Deep learning enables image-based tree counting, crown segmentation, and height prediction at national scale.

作者信息

Li Sizhuo, Brandt Martin, Fensholt Rasmus, Kariryaa Ankit, Igel Christian, Gieseke Fabian, Nord-Larsen Thomas, Oehmcke Stefan, Carlsen Ask Holm, Junttila Samuli, Tong Xiaoye, d'Aspremont Alexandre, Ciais Philippe

机构信息

Department of Geosciences and Natural Resource Management, University of Copenhagen, Copenhagen 1350, Denmark.

Département Sciences de la terre et de l'univers, espace, Université Paris-Saclay, Gif-sur-Yvette 91190, France.

出版信息

PNAS Nexus. 2023 Mar 9;2(4):pgad076. doi: 10.1093/pnasnexus/pgad076. eCollection 2023 Apr.

Abstract

Sustainable tree resource management is the key to mitigating climate warming, fostering a green economy, and protecting valuable habitats.
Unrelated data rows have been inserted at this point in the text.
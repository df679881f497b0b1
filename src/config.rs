//! TOML settings for the uploader.
//!
//! Every field has a default, so a missing file or a partial file both load.
//! The API base URL can be overridden with `STOCK_UPLOADER_API_URL`.

use serde::{Deserialize, Serialize};
use std::fs;
use std::io;
use std::path::{Path, PathBuf};
use thiserror::Error;
use tracing::{debug, info};

pub const API_URL_ENV: &str = "STOCK_UPLOADER_API_URL";

#[derive(Debug, Error)]
pub enum ConfigError {
    #[error("Failed to read config file: {0}")]
    Read(#[from] io::Error),

    #[error("Failed to parse config: {0}")]
    Parse(#[from] toml::de::Error),

    #[error("Failed to serialize config: {0}")]
    Serialize(#[from] toml::ser::Error),
}

#[derive(Debug, Clone, PartialEq, Eq, Serialize, Deserialize)]
#[serde(default)]
pub struct ApiSettings {
    pub base_url: String,
}

impl Default for ApiSettings {
    fn default() -> Self {
        Self {
            base_url: "http://localhost:5000/api".to_string(),
        }
    }
}

#[derive(Debug, Clone, PartialEq, Eq, Serialize, Deserialize)]
#[serde(default)]
pub struct UploadSettings {
    pub endpoint: String,
    /// Maximum simultaneous uploads; 0 means no limit.
    pub max_concurrent: usize,
}

impl Default for UploadSettings {
    fn default() -> Self {
        Self {
            endpoint: "/file-upload".to_string(),
            max_concurrent: 0,
        }
    }
}

#[derive(Debug, Clone, PartialEq, Eq, Serialize, Deserialize)]
#[serde(default)]
pub struct DownloadSettings {
    pub resource_path: String,
    pub fallback_name: String,
    /// Where downloads are saved. Empty means the user's download folder.
    pub directory: String,
}

impl Default for DownloadSettings {
    fn default() -> Self {
        Self {
            resource_path: "/file-upload/booksite".to_string(),
            fallback_name: "itemmast.txt".to_string(),
            directory: String::new(),
        }
    }
}

#[derive(Debug, Clone, PartialEq, Eq, Serialize, Deserialize)]
#[serde(default)]
pub struct LoggingSettings {
    pub level: String,
}

impl Default for LoggingSettings {
    fn default() -> Self {
        Self {
            level: "info".to_string(),
        }
    }
}

#[derive(Debug, Clone, Default, PartialEq, Eq, Serialize, Deserialize)]
#[serde(default)]
pub struct Settings {
    pub api: ApiSettings,
    pub upload: UploadSettings,
    pub download: DownloadSettings,
    pub logging: LoggingSettings,
}

impl Settings {
    pub fn default_path() -> Option<PathBuf> {
        dirs::config_dir().map(|dir| dir.join("stock-uploader").join("settings.toml"))
    }

    pub fn parse(content: &str) -> Result<Self, ConfigError> {
        Ok(toml::from_str(content)?)
    }

    /// Loads settings from `path`, writing the defaults there first when the
    /// file does not exist yet.
    pub fn load_or_create(path: &Path) -> Result<Self, ConfigError> {
        if path.exists() {
            debug!(path = %path.display(), "Loading settings");
            let content = fs::read_to_string(path)?;
            return Self::parse(&content);
        }

        let settings = Settings::default();
        if let Some(parent) = path.parent() {
            fs::create_dir_all(parent)?;
        }
        fs::write(path, toml::to_string_pretty(&settings)?)?;
        info!(path = %path.display(), "Created default settings");
        Ok(settings)
    }

    pub fn apply_env_overrides(&mut self) {
        if let Ok(url) = std::env::var(API_URL_ENV) {
            if !url.trim().is_empty() {
                self.api.base_url = url.trim().to_string();
            }
        }
    }

    pub fn max_concurrent_uploads(&self) -> Option<usize> {
        Some(self.upload.max_concurrent).filter(|l| *l > 0)
    }

    pub fn download_dir(&self) -> PathBuf {
        if !self.download.directory.trim().is_empty() {
            return PathBuf::from(self.download.directory.trim());
        }
        dirs::download_dir()
            .or_else(dirs::home_dir)
            .unwrap_or_else(|| PathBuf::from("."))
    }
}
Detailed knowledge about tree resources is a prerequisite for such management but is conventionally based on plot-scale data, which often neglects trees outside forests. Here, we present a deep learning-based framework that provides location, crown area, and height for individual overstory trees from aerial images at country scale. We apply the framework on data covering Denmark and show that large trees (stem diameter >10 cm) can be identified with a low bias (12.5%) and that trees outside forests contribute to 30% of the total tree cover, which is typically unrecognized in national inventories. The bias is high (46.6%) when our results are evaluated against all trees taller than 1.3 m, which involve undetectable small or understory trees. Furthermore, we demonstrate that only marginal effort is needed to transfer our framework to data from Finland, despite markedly dissimilar data sources. Our work lays the foundation for digitalized national databases, where large trees are spatially traceable and manageable.

摘要

可持续的树木资源管理是缓解气候变暖、促进绿色经济和保护宝贵栖息地的关键。关于树木资源的详细知识是这种管理的先决条件,但传统上是基于样地尺度的数据,而这些数据往往忽略了森林之外的树木。在此,我们提出了一个基于深度学习的框架,该框架可从国家尺度的航空图像中提供单株上层树木的位置、树冠面积和高度。我们将该框架应用于覆盖丹麦的数据,并表明大树(树干直径>10厘米)能够以较低偏差(12.5%)被识别出来,而且森林之外的树木占总树木覆盖面积的30%,这在国家清查中通常未被识别。当我们的结果针对所有高于1.3米的树木进行评估时,偏差较高(46.6%),这其中包括难以检测到的小树或下层树木。此外,我们证明,尽管数据源明显不同,但只需付出少量努力就能将我们的框架应用于来自芬兰的数据。我们的工作为数字化国家数据库奠定了基础,在该数据库中大树在空间上是可追踪和可管理的。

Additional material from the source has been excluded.